_What to do_:
Please work out how many lines include the word "text" in the entries, and reply with only the count.

_Saved entries_:
----------

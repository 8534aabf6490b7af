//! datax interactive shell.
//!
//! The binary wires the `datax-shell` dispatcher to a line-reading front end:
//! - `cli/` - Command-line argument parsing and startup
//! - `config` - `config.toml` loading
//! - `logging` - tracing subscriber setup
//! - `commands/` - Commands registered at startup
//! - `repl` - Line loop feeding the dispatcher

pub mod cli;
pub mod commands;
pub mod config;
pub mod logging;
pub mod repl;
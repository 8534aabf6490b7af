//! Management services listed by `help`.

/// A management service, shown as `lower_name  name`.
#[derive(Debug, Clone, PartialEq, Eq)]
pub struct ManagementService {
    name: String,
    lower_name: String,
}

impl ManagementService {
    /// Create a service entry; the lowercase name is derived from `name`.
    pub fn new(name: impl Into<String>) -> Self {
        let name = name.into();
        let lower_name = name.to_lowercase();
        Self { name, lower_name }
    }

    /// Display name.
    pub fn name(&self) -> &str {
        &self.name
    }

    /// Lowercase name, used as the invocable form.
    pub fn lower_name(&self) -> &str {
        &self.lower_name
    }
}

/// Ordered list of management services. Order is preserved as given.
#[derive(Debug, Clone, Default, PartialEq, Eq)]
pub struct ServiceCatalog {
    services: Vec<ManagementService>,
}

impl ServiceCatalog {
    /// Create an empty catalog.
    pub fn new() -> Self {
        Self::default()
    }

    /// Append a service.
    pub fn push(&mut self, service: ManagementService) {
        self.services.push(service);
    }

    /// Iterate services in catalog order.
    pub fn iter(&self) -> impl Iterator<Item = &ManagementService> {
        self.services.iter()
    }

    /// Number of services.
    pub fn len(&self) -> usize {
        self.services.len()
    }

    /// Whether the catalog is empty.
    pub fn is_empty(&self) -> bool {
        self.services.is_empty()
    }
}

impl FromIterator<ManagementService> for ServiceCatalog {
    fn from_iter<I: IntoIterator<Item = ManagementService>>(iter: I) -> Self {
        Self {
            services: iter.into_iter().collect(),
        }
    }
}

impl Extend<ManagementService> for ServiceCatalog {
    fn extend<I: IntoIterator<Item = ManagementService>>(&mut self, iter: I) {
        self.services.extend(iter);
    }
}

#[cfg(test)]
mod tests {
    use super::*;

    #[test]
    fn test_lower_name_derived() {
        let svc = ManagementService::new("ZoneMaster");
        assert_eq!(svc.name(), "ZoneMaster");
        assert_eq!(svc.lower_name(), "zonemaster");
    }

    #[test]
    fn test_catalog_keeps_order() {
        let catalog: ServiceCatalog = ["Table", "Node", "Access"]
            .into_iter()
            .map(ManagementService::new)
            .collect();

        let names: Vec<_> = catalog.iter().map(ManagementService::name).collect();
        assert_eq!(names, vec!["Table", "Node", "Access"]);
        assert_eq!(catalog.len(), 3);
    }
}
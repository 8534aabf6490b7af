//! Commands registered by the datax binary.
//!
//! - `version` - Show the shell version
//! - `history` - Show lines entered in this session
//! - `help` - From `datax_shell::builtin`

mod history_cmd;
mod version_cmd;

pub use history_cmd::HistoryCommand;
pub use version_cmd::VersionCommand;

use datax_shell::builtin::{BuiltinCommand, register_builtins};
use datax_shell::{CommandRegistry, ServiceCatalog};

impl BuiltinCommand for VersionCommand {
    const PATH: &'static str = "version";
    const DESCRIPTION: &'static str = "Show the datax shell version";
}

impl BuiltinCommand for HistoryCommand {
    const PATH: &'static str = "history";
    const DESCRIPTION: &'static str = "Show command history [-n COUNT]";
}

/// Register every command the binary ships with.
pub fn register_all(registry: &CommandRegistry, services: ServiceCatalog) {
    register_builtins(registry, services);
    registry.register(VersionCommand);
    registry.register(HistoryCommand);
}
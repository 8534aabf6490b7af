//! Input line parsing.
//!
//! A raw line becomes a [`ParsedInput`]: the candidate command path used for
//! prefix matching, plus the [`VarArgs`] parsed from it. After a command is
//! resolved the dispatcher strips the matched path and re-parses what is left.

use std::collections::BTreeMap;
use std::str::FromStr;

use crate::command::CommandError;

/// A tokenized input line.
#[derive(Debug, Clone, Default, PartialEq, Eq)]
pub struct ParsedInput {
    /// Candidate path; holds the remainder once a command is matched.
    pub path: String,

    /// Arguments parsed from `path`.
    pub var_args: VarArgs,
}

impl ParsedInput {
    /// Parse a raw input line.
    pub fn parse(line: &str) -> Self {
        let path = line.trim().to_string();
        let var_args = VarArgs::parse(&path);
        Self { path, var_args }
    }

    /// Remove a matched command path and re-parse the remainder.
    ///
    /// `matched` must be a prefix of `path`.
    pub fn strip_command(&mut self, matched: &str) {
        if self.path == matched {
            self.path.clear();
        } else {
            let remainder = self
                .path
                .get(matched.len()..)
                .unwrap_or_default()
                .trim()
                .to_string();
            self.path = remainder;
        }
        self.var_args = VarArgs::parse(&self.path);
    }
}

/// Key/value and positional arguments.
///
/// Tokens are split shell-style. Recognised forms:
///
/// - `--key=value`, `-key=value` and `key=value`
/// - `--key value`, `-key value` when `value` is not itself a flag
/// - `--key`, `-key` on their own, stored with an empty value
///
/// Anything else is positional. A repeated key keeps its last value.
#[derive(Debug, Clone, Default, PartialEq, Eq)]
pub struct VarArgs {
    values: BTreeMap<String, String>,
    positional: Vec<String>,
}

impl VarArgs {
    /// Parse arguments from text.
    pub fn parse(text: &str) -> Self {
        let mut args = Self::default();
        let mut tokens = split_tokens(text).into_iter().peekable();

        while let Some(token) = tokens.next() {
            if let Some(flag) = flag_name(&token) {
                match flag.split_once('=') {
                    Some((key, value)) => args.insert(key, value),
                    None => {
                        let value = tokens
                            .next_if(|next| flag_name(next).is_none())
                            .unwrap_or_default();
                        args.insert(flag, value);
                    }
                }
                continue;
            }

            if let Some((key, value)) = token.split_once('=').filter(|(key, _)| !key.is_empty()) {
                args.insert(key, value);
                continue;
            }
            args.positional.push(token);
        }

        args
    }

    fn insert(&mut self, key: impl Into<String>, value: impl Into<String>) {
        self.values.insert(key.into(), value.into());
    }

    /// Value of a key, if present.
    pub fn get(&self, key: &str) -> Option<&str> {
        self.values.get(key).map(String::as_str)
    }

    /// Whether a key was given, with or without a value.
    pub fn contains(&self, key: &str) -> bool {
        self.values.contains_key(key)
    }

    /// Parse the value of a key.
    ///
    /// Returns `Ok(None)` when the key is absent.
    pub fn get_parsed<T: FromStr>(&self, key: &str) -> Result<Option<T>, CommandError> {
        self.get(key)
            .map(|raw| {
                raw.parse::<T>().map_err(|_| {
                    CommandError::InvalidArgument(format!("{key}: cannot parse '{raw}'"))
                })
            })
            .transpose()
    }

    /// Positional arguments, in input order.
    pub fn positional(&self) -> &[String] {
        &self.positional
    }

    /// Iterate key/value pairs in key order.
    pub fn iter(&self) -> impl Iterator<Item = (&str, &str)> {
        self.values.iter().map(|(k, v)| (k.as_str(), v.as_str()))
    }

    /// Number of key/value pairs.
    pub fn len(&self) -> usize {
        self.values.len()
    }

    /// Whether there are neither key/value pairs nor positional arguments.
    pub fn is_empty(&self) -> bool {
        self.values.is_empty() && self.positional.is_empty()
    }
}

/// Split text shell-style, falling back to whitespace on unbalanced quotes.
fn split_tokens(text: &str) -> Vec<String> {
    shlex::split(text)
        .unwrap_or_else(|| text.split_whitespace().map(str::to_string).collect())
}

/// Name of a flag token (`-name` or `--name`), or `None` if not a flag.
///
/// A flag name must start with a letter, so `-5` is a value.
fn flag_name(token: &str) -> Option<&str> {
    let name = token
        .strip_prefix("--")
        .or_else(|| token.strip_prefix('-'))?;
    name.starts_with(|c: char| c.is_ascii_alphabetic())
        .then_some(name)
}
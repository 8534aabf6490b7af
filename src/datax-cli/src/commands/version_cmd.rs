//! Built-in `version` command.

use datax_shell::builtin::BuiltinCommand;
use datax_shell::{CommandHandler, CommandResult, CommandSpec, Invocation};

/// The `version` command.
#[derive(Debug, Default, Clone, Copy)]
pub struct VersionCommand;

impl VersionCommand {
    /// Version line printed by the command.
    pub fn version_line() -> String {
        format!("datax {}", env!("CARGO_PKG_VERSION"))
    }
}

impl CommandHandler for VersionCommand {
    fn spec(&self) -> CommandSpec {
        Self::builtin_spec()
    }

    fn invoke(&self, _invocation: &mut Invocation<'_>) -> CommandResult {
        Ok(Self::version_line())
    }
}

----------

_Result for this task_:
7